* _Instructions for the task_
Check which lines of the entries that follow hold "used", then give the number of those lines and nothing more.

* _Information_
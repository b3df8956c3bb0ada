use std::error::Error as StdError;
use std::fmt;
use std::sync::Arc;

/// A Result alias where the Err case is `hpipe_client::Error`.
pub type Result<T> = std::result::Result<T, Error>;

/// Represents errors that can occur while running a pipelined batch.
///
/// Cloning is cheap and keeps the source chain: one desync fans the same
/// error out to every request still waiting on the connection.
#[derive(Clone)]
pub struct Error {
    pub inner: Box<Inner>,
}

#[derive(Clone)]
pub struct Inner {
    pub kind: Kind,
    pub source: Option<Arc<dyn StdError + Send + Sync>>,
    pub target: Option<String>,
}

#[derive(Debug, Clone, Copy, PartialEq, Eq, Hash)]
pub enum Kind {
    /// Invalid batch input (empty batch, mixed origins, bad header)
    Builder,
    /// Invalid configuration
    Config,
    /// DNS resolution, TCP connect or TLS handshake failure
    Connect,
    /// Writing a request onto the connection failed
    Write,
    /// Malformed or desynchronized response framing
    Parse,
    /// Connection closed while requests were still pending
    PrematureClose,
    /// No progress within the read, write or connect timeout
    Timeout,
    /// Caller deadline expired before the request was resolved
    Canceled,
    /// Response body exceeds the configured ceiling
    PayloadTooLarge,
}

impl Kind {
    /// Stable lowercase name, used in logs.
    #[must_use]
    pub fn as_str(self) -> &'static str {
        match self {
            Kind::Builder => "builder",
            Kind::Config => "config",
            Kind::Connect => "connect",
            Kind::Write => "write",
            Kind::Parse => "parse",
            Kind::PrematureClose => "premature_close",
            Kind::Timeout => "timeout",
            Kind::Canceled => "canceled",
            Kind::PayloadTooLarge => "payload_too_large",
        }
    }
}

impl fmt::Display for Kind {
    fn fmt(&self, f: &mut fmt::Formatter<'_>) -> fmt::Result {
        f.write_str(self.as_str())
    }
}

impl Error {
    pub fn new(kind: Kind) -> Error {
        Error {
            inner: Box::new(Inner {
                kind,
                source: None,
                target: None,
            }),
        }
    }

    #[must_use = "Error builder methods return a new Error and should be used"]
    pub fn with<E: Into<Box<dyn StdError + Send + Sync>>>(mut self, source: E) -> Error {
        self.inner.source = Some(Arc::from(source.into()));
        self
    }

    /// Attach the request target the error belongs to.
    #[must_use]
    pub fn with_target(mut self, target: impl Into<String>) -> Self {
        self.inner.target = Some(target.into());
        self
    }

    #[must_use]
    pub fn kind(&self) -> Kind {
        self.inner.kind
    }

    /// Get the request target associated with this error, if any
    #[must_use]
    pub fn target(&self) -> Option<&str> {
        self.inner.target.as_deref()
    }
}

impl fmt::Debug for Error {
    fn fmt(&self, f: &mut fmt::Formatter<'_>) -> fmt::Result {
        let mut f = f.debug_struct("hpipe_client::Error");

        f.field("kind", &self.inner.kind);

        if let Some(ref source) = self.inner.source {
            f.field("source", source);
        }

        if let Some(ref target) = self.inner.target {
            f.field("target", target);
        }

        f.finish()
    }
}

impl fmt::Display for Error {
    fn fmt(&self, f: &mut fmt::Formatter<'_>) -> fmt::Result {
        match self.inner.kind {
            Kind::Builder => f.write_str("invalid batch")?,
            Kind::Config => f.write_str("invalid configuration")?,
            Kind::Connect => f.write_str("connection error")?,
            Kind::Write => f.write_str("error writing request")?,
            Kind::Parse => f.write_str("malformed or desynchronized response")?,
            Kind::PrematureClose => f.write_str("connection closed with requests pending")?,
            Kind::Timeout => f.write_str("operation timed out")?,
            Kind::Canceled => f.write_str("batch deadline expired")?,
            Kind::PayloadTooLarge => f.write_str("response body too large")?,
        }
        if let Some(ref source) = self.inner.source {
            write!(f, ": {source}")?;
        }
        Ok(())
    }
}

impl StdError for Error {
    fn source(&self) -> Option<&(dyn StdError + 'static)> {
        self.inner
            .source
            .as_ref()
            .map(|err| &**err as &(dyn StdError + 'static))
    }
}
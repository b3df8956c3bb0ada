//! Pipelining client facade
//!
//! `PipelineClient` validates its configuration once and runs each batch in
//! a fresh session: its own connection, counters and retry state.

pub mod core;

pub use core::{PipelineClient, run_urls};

* _Answer for this exercise_
2